For baseball writers everywhere, there’s a new brain aneurysm causing name on the scene.

Wojciechowski. First name Asher.

Prounounced Woah-jeh-how-ski, I have the name copied so I can simply press Apple+V whenever it comes up. When I started this blog, I didn’t know I’d have to become proficient in the study of Polish linguistics.

But, it doesn’t look like I’m going to be able to avoid the name for any duration. Currently ranked 23rd in Baseball America‘s April Draft Preview, Wojciechowski has established himself as a first-round talent while pitching for the hometown Citadel Bulldogs.

I’ve had the opportunity to see Wojciechowski pitch on numerous occasions. Early in the season, it was easy to temper expectations for him. He was raw, his aggression unbridled, and maybe he was trying a little too hard to replicate his success from 2009. His fastball command was inconsistent, so hitters sat on his curveball and routinely laced it for hits. During more than one early season outing, Wojciechowski yelled “FUCK!” into his glove as hitters fed on his secondary pitches.

Wojciechowski has progressed steadily since then and has, by a large margin, become the Southern Conference’s best pitcher. As of April 30, Wojciechowski lead the league in earned run average (2.47), strikeouts (98 through 73 innings), batters struck out looking (68) and wins (8).

A 6’4″, 230 pound, righthander out of Beaufort, South Carolina, Wojciechowski is one of the more advanced pitchers I’ve seen at the college level, both physically and stuff-wise.

His tall, but stout body is perfect for his leg-driven motion. His frame is surprisingly compact and moves quickly when he drives off the rubber with his large quads, meaning he gets all of his weight behind every pitch.

As a result, Wojciechowski is a power pitcher in the purest sense. His fastball resides in the low-to-mid nineties. During the Citadel’s game against Appalachian State on March 26, he sat at 91-93 with the pitch. As the season has progressed, however, he’s actually sustained that velocity and his fastball now sits closer to 93-94, even late into games.

Wojciechowski also possesses a good slider. The action on the pitch looks more like a power curveball, but I’m assuming he’s told scouts that it’s a slider because on nearly every outside scouting report, they call it a slider. Still, I’m sticking with my guns and calling it a power curve. Whatever it really is, the pitch sits at 89-91 miles per hour and has also shown positive development as the year has worn on.

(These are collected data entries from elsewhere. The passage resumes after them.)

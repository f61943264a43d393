//! Command definitions
//!
//! A command wraps the run of parameters it was built from. How each kind
//! interprets its parameters is up to the executor.

use super::parameter::Parameter;
use serde::{Deserialize, Serialize};

/// A resolved, executable action
#[derive(Debug, Clone, PartialEq, Serialize, Deserialize)]
pub enum Command {
    /// Jump to or call a script function
    Function(Vec<Parameter>),
    /// Listen on a broadcast channel
    Listen(Vec<Parameter>),
    /// Send on a broadcast channel
    Send(Vec<Parameter>),
    /// Control the script itself (start, stop, loop, ...)
    Control(Vec<Parameter>),
    /// Wait for a duration
    Wait(Vec<Parameter>),
    /// Act on the devices matched by a selector
    Block(Vec<Parameter>),
}

impl Command {
    /// The parameters this command was built from
    pub fn parameters(&self) -> &[Parameter] {
        match self {
            Command::Function(p)
            | Command::Listen(p)
            | Command::Send(p)
            | Command::Control(p)
            | Command::Wait(p)
            | Command::Block(p) => p,
        }
    }

    /// Short kind name, used in diagnostics
    pub fn kind_name(&self) -> &'static str {
        match self {
            Command::Function(_) => "FunctionCommand",
            Command::Listen(_) => "ListenCommand",
            Command::Send(_) => "SendCommand",
            Command::Control(_) => "ControlCommand",
            Command::Wait(_) => "WaitCommand",
            Command::Block(_) => "BlockCommand",
        }
    }
}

Even though it’s not his best pitch, Wojciechowski shows absolutely no hesitation throwing his breaking ball, no matter the count. In several outings, I’ve actually felt he was throwing it to a fault, like he refused to accept that it’s not an out-pitch. Now, however, the pitch isn’t a pitch you can really sit on. It’s got good, sharp lateral movement and when he can command it, he uses it to expand the plate well.

His changeup, like so many young pitchers, is almost non-existent. He’s only thrown it a handful of times in the three games I’ve seen. It needs work.

Wojciechowski has a lot working for him, though. His success in the Southern Conference has made him an imposing figure. When he toes the rubber, opposing batters feel like they can’t win, like they can’t hit, like they can’t do anything.

Wojciechowski begins his motion upright and holds his glove over his face so the batter can only see his glaring eyes. Looking in my notes, on more than one occasion, I’ve recorded something along the lines of: “Looks like he’ll rip your face off when he’s on the mound.” When he goes from the stretch, he begins by expanding his whole body, just showing the opposing team how physically dominant he is.

And when he’s at his best, he doesn’t let up and pounds the strikezone, over and over, with his boring fastball. With that coming at you at 95 miles per hour and a sharp breaking pitch, he’s been nearly unstoppable in the Southern Conference.

Some scouts say he’s a bonafide number two or number three starter at the major league level. Others say he’s a flamethrowing reliever.

Like that offspeed pitch, there’s some thrash over what Wojciechowski is, what he will be, or where he’ll end up.

Either way, his dominant 2010 has been a fun ride. And no matter what the future holds, I’ll be watching.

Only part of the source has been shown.